Start of ENTRIES PROVIDED

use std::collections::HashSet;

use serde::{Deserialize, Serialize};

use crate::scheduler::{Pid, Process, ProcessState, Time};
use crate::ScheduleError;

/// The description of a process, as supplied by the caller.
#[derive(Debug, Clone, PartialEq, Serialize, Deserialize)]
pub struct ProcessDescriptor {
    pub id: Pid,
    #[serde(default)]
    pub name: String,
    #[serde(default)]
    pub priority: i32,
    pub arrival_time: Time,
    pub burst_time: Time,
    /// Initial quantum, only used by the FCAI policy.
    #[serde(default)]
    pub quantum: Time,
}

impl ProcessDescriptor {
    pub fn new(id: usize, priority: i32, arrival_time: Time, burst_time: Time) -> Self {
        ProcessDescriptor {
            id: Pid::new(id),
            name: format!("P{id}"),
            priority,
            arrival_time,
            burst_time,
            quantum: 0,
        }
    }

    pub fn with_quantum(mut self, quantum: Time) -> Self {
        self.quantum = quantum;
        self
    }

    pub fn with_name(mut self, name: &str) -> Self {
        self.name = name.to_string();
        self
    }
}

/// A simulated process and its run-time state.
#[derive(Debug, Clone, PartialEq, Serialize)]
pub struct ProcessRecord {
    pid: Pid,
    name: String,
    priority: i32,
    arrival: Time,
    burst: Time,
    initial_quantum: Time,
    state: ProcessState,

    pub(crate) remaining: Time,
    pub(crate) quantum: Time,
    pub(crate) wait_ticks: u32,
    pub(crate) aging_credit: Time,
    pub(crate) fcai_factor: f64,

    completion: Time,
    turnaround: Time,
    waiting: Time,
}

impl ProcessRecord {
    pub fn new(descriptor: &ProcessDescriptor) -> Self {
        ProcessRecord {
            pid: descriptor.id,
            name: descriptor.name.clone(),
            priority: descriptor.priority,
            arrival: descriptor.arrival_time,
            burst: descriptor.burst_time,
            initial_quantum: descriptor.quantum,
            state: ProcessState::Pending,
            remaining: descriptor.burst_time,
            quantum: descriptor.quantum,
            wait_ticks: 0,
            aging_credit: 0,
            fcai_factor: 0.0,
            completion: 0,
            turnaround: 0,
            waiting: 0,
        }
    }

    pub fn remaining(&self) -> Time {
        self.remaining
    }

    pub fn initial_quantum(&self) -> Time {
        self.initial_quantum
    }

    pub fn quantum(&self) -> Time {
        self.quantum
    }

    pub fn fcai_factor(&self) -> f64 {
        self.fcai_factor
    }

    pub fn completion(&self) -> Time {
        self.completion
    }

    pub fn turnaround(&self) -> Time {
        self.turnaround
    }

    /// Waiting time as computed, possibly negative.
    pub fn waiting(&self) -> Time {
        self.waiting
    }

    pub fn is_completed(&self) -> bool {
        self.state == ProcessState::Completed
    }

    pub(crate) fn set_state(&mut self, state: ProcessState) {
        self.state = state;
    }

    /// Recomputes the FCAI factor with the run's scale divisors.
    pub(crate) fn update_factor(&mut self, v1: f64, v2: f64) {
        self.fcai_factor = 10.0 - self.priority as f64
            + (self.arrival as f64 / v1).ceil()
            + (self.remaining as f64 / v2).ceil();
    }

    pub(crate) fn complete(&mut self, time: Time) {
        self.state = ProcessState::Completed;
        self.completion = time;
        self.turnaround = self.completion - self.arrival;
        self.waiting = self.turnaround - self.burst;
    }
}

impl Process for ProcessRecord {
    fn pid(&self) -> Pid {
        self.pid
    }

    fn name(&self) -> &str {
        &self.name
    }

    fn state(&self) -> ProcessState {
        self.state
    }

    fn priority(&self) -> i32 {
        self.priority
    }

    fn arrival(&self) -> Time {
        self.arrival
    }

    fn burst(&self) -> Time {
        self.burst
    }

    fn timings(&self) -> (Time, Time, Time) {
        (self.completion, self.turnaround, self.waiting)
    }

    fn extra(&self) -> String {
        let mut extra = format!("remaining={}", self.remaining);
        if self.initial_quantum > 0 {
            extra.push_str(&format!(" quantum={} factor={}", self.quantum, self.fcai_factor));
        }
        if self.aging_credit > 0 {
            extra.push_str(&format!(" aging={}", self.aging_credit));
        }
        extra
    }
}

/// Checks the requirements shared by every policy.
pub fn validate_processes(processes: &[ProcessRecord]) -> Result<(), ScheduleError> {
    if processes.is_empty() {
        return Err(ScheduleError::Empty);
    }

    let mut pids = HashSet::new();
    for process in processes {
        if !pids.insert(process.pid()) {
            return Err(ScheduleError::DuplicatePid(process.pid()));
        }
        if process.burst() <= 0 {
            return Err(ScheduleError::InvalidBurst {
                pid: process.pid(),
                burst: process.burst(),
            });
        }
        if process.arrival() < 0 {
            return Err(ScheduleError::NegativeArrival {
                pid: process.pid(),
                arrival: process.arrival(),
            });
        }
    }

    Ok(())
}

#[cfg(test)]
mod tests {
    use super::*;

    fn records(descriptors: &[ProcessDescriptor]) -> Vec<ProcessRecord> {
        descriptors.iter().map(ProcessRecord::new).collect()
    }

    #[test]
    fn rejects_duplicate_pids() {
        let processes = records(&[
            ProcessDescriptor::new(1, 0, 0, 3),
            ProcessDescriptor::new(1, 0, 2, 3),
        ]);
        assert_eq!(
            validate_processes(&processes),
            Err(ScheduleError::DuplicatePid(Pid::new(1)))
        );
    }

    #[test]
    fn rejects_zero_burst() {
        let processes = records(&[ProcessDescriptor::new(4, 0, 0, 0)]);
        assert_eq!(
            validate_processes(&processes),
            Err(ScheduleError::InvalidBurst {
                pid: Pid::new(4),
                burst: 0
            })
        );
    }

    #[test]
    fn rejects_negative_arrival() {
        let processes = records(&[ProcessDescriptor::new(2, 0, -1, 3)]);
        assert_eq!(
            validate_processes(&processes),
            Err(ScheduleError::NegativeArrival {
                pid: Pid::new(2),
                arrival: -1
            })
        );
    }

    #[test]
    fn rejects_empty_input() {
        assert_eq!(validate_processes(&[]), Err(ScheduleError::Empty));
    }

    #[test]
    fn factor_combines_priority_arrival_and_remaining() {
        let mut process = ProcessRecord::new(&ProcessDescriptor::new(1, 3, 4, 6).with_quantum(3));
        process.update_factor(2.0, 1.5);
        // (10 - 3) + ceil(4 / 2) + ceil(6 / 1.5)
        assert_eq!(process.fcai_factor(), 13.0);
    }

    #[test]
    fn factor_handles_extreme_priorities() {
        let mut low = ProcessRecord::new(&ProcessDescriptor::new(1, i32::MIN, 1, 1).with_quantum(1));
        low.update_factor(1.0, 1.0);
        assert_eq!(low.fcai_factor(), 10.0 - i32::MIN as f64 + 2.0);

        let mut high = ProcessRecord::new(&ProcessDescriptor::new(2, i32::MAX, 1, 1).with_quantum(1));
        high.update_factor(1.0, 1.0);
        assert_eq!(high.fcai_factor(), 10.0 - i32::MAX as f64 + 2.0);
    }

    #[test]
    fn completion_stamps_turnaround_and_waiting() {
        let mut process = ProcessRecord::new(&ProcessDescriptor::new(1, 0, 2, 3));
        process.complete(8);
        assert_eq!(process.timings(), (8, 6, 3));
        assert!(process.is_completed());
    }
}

End of ENTRIES PROVIDED

[HOW TO COMPLETE THIS TASK] Write out the records exactly, starting at the first line and stopping after the line that contains "Time, burst_time: Time)".

[SOLUTION FOR THIS EXERCISE]
use std::collections::HashSet;

use serde::{Deserialize, Serialize};

use crate::scheduler::{Pid, Process, ProcessState, Time};
use crate::ScheduleError;

/// The description of a process, as supplied by the caller.
#[derive(Debug, Clone, PartialEq, Serialize, Deserialize)]
pub struct ProcessDescriptor {
    pub id: Pid,
    #[serde(default)]
    pub name: String,
    #[serde(default)]
    pub priority: i32,
    pub arrival_time: Time,
    pub burst_time: Time,
    /// Initial quantum, only used by the FCAI policy.
    #[serde(default)]
    pub quantum: Time,
}

impl ProcessDescriptor {
    pub fn new(id: usize, priority: i32, arrival_time: Time, burst_time: Time) -> Self {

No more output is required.